Xu Liang studied it, noticing the manner in which the roots tumbled over and randomly pierced the edges of the cliff, splayed like the arms of corpses over the side of the rock.
“The Spirit of Death lingers within the pavilion,” Che Wen Tai said. “Perhaps you recall as a young man, having witnessed his shadow.”
Xu Liang hadn’t, until the words provided an image of a fleeting form loitering just out of view at the edge of the mist that had seemed to constantly enshroud the island cliff during his training days. Whether or not he had actually seen it when younger, he saw it now, moving without a true commitment to destination from one pillar to the next. The bulk of its form seemed in some way anchored to one column while aspects of it reached for others experimentally. It bled in and out of focus, offering only the shade of a person. There was no face.
“Zhai Liao is a malevolent spirit,” Che Wen Tai said. “His element is an aspect of the Infernal Regions, just as the element of wisdom is of the Heavens, and the remaining elements are of the mortal world. Six elements were freely granted to men, and are governed by the spirits. One element is a rare blessing, and one is a curse.”
“It is all a balance,” Xu Liang said, anticipating the elder’s words.
Xu Liang felt that he could see the elder’s grave nod ahead of the words that followed. “We took it upon ourselves to banish the curse from this realm, by forbidding the study of necromancy. We felt that we could not allow one among us to freely manipulate an element that exists so potently within all life…an element which is as a natural and slow-acting poison to men. The Jade Emperor has granted it to all mortals. It is the
means by which life fades, ensuring that an individual live only for the time allotted them. We felt that only the gods should be allowed to intercede, whether it be in the abbreviation or the extension of life.”
Xu Liang understood the logic. Still, he wondered, “Does one who murders or even one who kills accidentally act on behalf of the Jade Emperor’s greater plan?”
“Yes,” Che Wen Tai answered. “But the impulse of such action is as natural as lightning, and the agent of the action does not reap the unspent energies, nor recast them to new bodies.”
Xu Liang drew a breath spiritually and assumed that he had done so physically as well, because he detected Shirisae look over at him. He envisioned a flash of her golden eyes, which made him once again aware of the fact that the elves could see him in his present state.

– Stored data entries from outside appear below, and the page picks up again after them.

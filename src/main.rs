use grpc_interceptors::{
    ContextError, InterceptorConfig, LogFormat, Result, classify,
    logging,
};

fn main() -> Result<()> {
    let config = InterceptorConfig::builder()
        .log_filter("debug")
        .log_format(LogFormat::Text)
        .build();
    logging::init(&config)?;

    let failures: Vec<anyhow::Error> = vec![
        anyhow::Error::new(ContextError::Canceled)
            .context("load passenger")
            .context("reserve seat"),
        anyhow::anyhow!("pq: invalid input syntax for type uuid: \"xyz\""),
        anyhow::anyhow!("economy class is sold out for flight 42"),
        anyhow::anyhow!("driver: bad connection").context("begin transaction"),
        tonic::Status::failed_precondition("fare changed").into(),
        anyhow::anyhow!("unexpected nil pointer at line 88"),
    ];

    for err in &failures {
        let classified = classify(err);
        println!(
            "{:<24} {:<40} <- {err:#}",
            format!("{:?}", classified.code()),
            classified.message(),
        );
    }

    Ok(())
}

Keeping that in mind, he moved forward in spirit, focused on the inconsistent form of Zhai Liao. Within the pavilion there was the statue of a vulture, wings spread while it perched upon a sphere. The reflection of clouds moved over the sphere’s surface. Their movement had no natural pattern.
Xu Liang walked beneath the entrance of the pavilion. The spirit drifted to the opposite side, drawing itself to a nearly coherent form…one which was, in its essential form, a reflection of Xu Liang. He observed it for several moments before reaching toward the sphere that sat upon the floor between them and beneath the talons of the vulture.
The spirit mirrored his action. One lit hand and one hand of shadow loomed over the orb for an immeasurable span. And then Xu Liang made contact.
So did the spirit.
Xu Liang’s fingertips dipped into the confused portrayal of clouds, as if into water. The surface shot black with streams of the spirit’s dark energy, tangling around Xu Liang’s fingers as if he had stuck them through the ends of his own hair while it floated on the surface of a pond. He did not withdraw, though he felt a cold course through him as pronouncedly as the cold that had visited upon him in his dying moments upon the Flatlands. He would not die here, for he had already died once and been restored by a different being. If he knew anything, it was that he had been in the clutches of the Phoenix ever since. It would not release him here, not even to the Spirit of Death. Not yet, at any rate.